TRAFFIC KONE (some text hidden)

By Jonathan Crouch

Hyundai's Kona Hybrid might just strike a sweet spot in the currently popular market for small SUVs, thinks Jonathan Crouch

Ten Second Reviewword count: 61

A little surprisingly, there aren't many full-hybrid small SUV crossovers on the market - just conventional models, mild hybrids and full-electric contenders. But Hyundai has noted the success that Toyota's C-HR has had in providing a full-hybrid option in this segment and in response, has used the engineering first seen in the Kia Niro to bring us this Kona Hybrid model.

Backgroundword count: 187

The Kona small SUV, named after the island of Hawaii's Kona district, has proved to be one of Hyundai's strongest-selling models. It was first launched in 2017 with a range of petrol and diesel engines, then a full-electric battery-powered EV version joined the range in 2018. A year later, the CRDi diesel powerplants in the line-up were replaced by the far more eco-conscious variant we're going to look at here, the Kona Hybrid, a petrol/electric derivative using much of the engineering already seen in the company's frugally-focused IONIQ model. We ought to clarify the terminology here. 'Hybrid' is a word bandied about quite a bit these days, but very often at present, it designates 'mild hybrid' technology, the sort of thing you get in this class for instance in a Ford Puma, which sees a normal combustion engine only very marginally electrified by a tiny battery positioned under the rear seat. Full-Hybrid engines are very different and, unlike mild hybrids, can switch to full-electrification in city motoring. Toyota's C-HR and Kia's Niro are the only other brands currently offering such a thing in the small SUV segment.
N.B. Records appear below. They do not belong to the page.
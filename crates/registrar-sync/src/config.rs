//! Console configuration
//!
//! Loaded from a TOML file, then overridden from the environment:
//! - `REGISTRAR_BASE_URL` replaces `base_url`
//! - `REGISTRAR_SESSION` replaces `session_cookie`

use serde::{Deserialize, Serialize};
use std::path::Path;
use std::time::Duration;

/// Environment variable overriding the backend base URL
pub const ENV_BASE_URL: &str = "REGISTRAR_BASE_URL";
/// Environment variable carrying the session cookie
pub const ENV_SESSION: &str = "REGISTRAR_SESSION";

/// Configuration errors
#[derive(Debug, thiserror::Error)]
pub enum ConfigError {
    #[error("failed to read config {path}: {source}")]
    Io {
        path: String,
        #[source]
        source: std::io::Error,
    },

    #[error("invalid config: {0}")]
    Parse(#[from] toml::de::Error),

    #[error("invalid value for {field}: {reason}")]
    Invalid { field: &'static str, reason: String },
}

/// Console configuration
#[derive(Debug, Clone, PartialEq, Eq, Serialize, Deserialize)]
#[serde(default)]
pub struct ConsoleConfig {
    /// Backend origin, e.g. `http://127.0.0.1:5000`
    pub base_url: String,
    /// Prefix of admin endpoints
    pub admin_prefix: String,
    /// Prefix of client and shared endpoints
    pub api_prefix: String,
    /// Notification poll interval in seconds
    pub poll_interval_secs: u64,
    /// Per-request timeout in seconds
    pub request_timeout_secs: u64,
    /// Raw `session=...` cookie value
    pub session_cookie: Option<String>,
    /// Cards shown on the recent-pending overview
    pub overview_limit: usize,
}

impl Default for ConsoleConfig {
    fn default() -> Self {
        Self {
            base_url: "http://127.0.0.1:5000".to_string(),
            admin_prefix: "/api/admin".to_string(),
            api_prefix: "/api".to_string(),
            poll_interval_secs: 30,
            request_timeout_secs: 15,
            session_cookie: None,
            overview_limit: 5,
        }
    }
}

impl ConsoleConfig {
    /// Create default configuration
    #[inline]
    #[must_use]
    pub fn new() -> Self {
        Self::default()
    }

    /// Parse from TOML text
    ///
    /// # Errors
    /// Returns [`ConfigError::Parse`] on malformed TOML and
    /// [`ConfigError::Invalid`] when a value fails validation.
    pub fn from_toml_str(text: &str) -> Result<Self, ConfigError> {
        let config: Self = toml::from_str(text)?;
        config.validate()?;
        Ok(config)
    }

    /// Load from a TOML file
    ///
    /// # Errors
    /// Returns [`ConfigError::Io`] if the file cannot be read, otherwise as
    /// [`ConsoleConfig::from_toml_str`].
    pub fn load(path: impl AsRef<Path>) -> Result<Self, ConfigError> {
        let path = path.as_ref();
        let text = std::fs::read_to_string(path).map_err(|source| ConfigError::Io {
            path: path.display().to_string(),
            source,
        })?;
        Self::from_toml_str(&text)
    }

    /// Apply `REGISTRAR_*` environment overrides
    #[must_use]
    pub fn with_env_overrides(self) -> Self {
        self.with_overrides(|key| std::env::var(key).ok())
    }

    /// Apply overrides from an arbitrary lookup
    #[must_use]
    pub fn with_overrides(mut self, lookup: impl Fn(&str) -> Option<String>) -> Self {
        if let Some(url) = lookup(ENV_BASE_URL).filter(|v| !v.trim().is_empty()) {
            self.base_url = url;
        }
        if let Some(session) = lookup(ENV_SESSION).filter(|v| !v.trim().is_empty()) {
            self.session_cookie = Some(session);
        }
        self
    }

    /// With backend base URL
    #[inline]
    #[must_use]
    pub fn with_base_url(mut self, url: impl Into<String>) -> Self {
        self.base_url = url.into();
        self
    }

    /// With session cookie
    #[inline]
    #[must_use]
    pub fn with_session_cookie(mut self, cookie: impl Into<String>) -> Self {
        self.session_cookie = Some(cookie.into());
        self
    }

    /// With poll interval
    #[inline]
    #[must_use]
    pub fn with_poll_interval_secs(mut self, secs: u64) -> Self {
        self.poll_interval_secs = secs;
        self
    }

    /// With request timeout
    #[inline]
    #[must_use]
    pub fn with_request_timeout_secs(mut self, secs: u64) -> Self {
        self.request_timeout_secs = secs;
        self
    }

    /// With overview card limit
    #[inline]
    #[must_use]
    pub fn with_overview_limit(mut self, limit: usize) -> Self {
        self.overview_limit = limit;
        self
    }

    /// Poll interval as a duration
    #[inline]
    #[must_use]
    pub fn poll_interval(&self) -> Duration {
        Duration::from_secs(self.poll_interval_secs)
    }

    /// Request timeout as a duration
    #[inline]
    #[must_use]
    pub fn request_timeout(&self) -> Duration {
        Duration::from_secs(self.request_timeout_secs)
    }

    /// Full URL of an admin endpoint
    #[must_use]
    pub fn admin_url(&self, path: &str) -> String {
        join_url(&self.base_url, &self.admin_prefix, path)
    }

    /// Full URL of a client or shared endpoint
    #[must_use]
    pub fn api_url(&self, path: &str) -> String {
        join_url(&self.base_url, &self.api_prefix, path)
    }

    /// Check values that would make the console unusable
    ///
    /// # Errors
    /// Returns [`ConfigError::Invalid`] naming the offending field.
    pub fn validate(&self) -> Result<(), ConfigError> {
        if !(self.base_url.starts_with("http://") || self.base_url.starts_with("https://")) {
            return Err(ConfigError::Invalid {
                field: "base_url",
                reason: format!("'{}' is not an http(s) URL", self.base_url),
            });
        }
        if self.poll_interval_secs == 0 {
            return Err(ConfigError::Invalid {
                field: "poll_interval_secs",
                reason: "must be at least 1".to_string(),
            });
        }
        if self.request_timeout_secs == 0 {
            return Err(ConfigError::Invalid {
                field: "request_timeout_secs",
                reason: "must be at least 1".to_string(),
            });
        }
        Ok(())
    }
}

fn join_url(base: &str, prefix: &str, path: &str) -> String {
    format!(
        "{}/{}/{}",
        base.trim_end_matches('/'),
        prefix.trim_matches('/'),
        path.trim_start_matches('/')
    )
}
Driving Experienceword count: 256

The Kona Hybrid takes its drivetrain from the proven IONIQ Hybrid, using a Kappa 1.6 GDi Atkinson Cycle combustion engine working with a 1.56kWh battery and a 32kW motor to deliver a maximum hybrid system power of 141PS and 265Nm to the front wheels, via a 6 speed dual clutch transmission. That torque output isn't quite as much as was generated by the diesel version being replaced here, but it's not too far off. This model's little electric motor draws its energy from a lithium-ion polymer battery, but it's only 1.56kWh in size, so definitely not of the plug-in variety. As for performance, well 62mph from rest takes 11.6s en route to a 115mph maximum. This mildly electrified Kona model takes its more sophisticated multi-link rear suspension from the top variant in the petrol Kona range, the 1.6-litre 'Premium GT' derivative. And it can offer a towing capacity of up to 1300kg. On the move, you notice a somewhat rough, coarse note to the GDI petrol engine under harsh acceleration - it's one of Hyundai's older units. But lift off and refinement reigns supreme, perfectly complementing the light but accurate 'Motor Driven Power Steering' system that makes the car so easy to precisely place on the road, whether you're in town or threading your way at speed through corners on the open road. To improve traction and damping through those bends, there's also an 'Advanced Traction Cornering Control' package. Plus there's a 'Sport' mode to sharpen throttle response and give the steering a little more weight.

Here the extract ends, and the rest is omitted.